Access to Clean Water & Sanitation
About 7.3 million people did not have access to safe drinking water in Egypt in 2014 and that number has been slowly exponentially increasing annually. Additionally, 8.4 million Egyptians do not have access to sufficient sanitation. Populations in rural areas such as Salah’s native Nagrig are most affected due to a lack of sanitization surfaces and adequate infrastructure to supply water.
Salah sought to address this structural gap through his philanthropic work by buying and donating a 5-acre plot of land worth $450,000 in Nagrig. The donation works toward developing a sewage plant that would provide clean drinking water and sanitation services to the village and neighboring communities in Shabratu and Gharbia.
Egypt’s medical infrastructure has long struggled to meet the needs of its fast-growing population. In 2016, there were 1.5 hospital beds per 1,000 people in Egypt, compared to the global average of 2.7. While this does not take into account the lack of equipment in health care facilities in rural areas including Nagrig, where denizens must travel long hours to Cairo for certain appointments.

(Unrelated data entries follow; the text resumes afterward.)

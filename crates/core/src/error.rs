//! Error types for the gloop domain.
//!
//! Uses `thiserror` for ergonomic error definitions.
//! Each bounded context has its own error variant.

use thiserror::Error;

/// The top-level error type for all gloop operations.
#[derive(Debug, Error)]
pub enum Error {
    // --- Provider errors ---
    #[error("Provider error: {0}")]
    Provider(#[from] ProviderError),

    // --- Tool errors ---
    #[error("Tool error: {0}")]
    Tool(#[from] ToolError),

    // --- Memory errors ---
    #[error("Memory error: {0}")]
    Memory(#[from] MemoryError),

    // --- Effect errors ---
    #[error("Effect error: {0}")]
    Effect(#[from] EffectError),

    // --- Serialization ---
    #[error("Serialization error: {0}")]
    Serialization(#[from] serde_json::Error),

    // --- Generic ---
    #[error("Internal error: {0}")]
    Internal(String),
}

/// Result type alias using our Error.
pub type Result<T> = std::result::Result<T, Error>;

// --- Bounded context errors ---

#[derive(Debug, Clone, Error)]
pub enum ProviderError {
    #[error("API request failed: {message} (status: {status_code})")]
    ApiError { status_code: u16, message: String },

    #[error("Rate limited by provider, retry after {retry_after_secs}s")]
    RateLimited { retry_after_secs: u64 },

    #[error("Authentication failed: {0}")]
    AuthenticationFailed(String),

    #[error("Stream interrupted: {0}")]
    StreamInterrupted(String),

    #[error("Provider not configured: {0}")]
    NotConfigured(String),

    #[error("Network error: {0}")]
    Network(String),
}

#[derive(Debug, Error)]
pub enum ToolError {
    #[error("Tool not found: {0}")]
    NotFound(String),

    #[error("Tool execution failed: {tool_name} — {reason}")]
    ExecutionFailed { tool_name: String, reason: String },

    #[error("Invalid tool arguments: {0}")]
    InvalidArguments(String),
}

#[derive(Debug, Error)]
pub enum MemoryError {
    #[error("Storage error: {0}")]
    Storage(String),
}

/// Errors raised by an `Effects` implementation.
#[derive(Debug, Error)]
pub enum EffectError {
    #[error("I/O error: {0}")]
    Io(String),

    #[error("Session save failed: {0}")]
    SessionSave(String),

    #[error("Operation not supported here: {0}")]
    Unsupported(String),
}

/// Errors that escape a single evaluator run.
///
/// Tool failures never become an `EngineError` — they are folded into
/// `ToolResult`s and fed back to the model. What propagates is cancellation,
/// provider failures, and broken effect plumbing.
#[derive(Debug, Error)]
pub enum EngineError {
    #[error("run aborted")]
    Aborted,

    #[error("Provider error: {0}")]
    Provider(#[from] ProviderError),

    #[error("Effect error: {0}")]
    Effect(#[from] EffectError),

    #[error("Memory error: {0}")]
    Memory(#[from] MemoryError),
}

impl EngineError {
    /// Whether this error is the cooperative-cancellation signal.
    pub fn is_aborted(&self) -> bool {
        matches!(self, EngineError::Aborted)
    }
}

In 2018, Salah donated $715,000 to the Baysoun hospital neighboring Nagrig, which worked to renovate ICU units and purchased beds, ventilators and updated Eco and Sonar equipment. In 2019, after a terrorist attack saw part of its building destroyed, Salah donated $3 million to the National Cancer Institute of Cairo.
As the COVID-19 outbreak swept through Egypt in 2020, pushing hospitals and health care services to overcapacity, Salah’s philanthropic work aided on multiple fronts to soften the blow of the pandemic. In April 2020, Salah donated thousands of tons of food to Nagrig in anticipation of the pandemic’s economic impact. Salah’s philanthropic work continued, where during the second outbreak in January 2021, the Mohammad Salah Charity Foundation donated an ambulance center and oxygen cylinders to Nagrig following a severe outbreak.
Access to Education
Access and quality of education in Egypt have long suffered. The Egyptian literacy rate in 2017 was 71.17%, a 1% decline from the year prior and below the world average of 86%. According to UNICEF, “1 in 5 school buildings [are]unfit for use, lacking functional water and sanitation facilities,” with student performance “not even meet[ing]the low benchmark in international learning assessments.”
Salah’s philanthropic work has worked to address these issues. In 2018, the Mohamed Salah Charitable Foundation funded the construction of a girls’ school in Nagrig. Salah also financed the construction of an Al-Azhar Institute in Nagrig, one of more than 4,000 international branches of Egypt’s oldest public university. Testament to his desire to provide education to those without access to it, Salah became an Ambassador for Instant Network Schools (INS) in 2020. INS is a joint venture of the Vodafone Foundation and the United Nations High Commissioner for Refugees (UNHCR) aimed at providing quality education to both refugee and host-country children. Salah joined the INS as they entered Egypt in 2020, and in his ambassadorial role, he has visited schools around the country raising awareness of the need for quality education.
“We must make sure that all young people; including refugees, get an education. Now is the time to make sure refugee students don’t get left behind. And with COVID-19, connected education is extremely important,” Salah said in a statement published by the United Nations High Commissioner for Refugees (UNHCR).
A Hero on and off the Pitch
In 2021, Salah received recognition for his philanthropic efforts in his home village of Nagrig and garnered the Laureus Sport for Good Award for Sporting Inspiration. A larger testament to his positive impact is his recent inclusion in the Egyptian public school curriculum as a model citizen for his philanthropic work in helping his own country despite success abroad. Mohammad Salah inspires Egyptians to succeed against their odds while reinvesting his unlikely success into making future generations’ success’ only more likely – a mindset that would serve in all walks of life and positions of influence.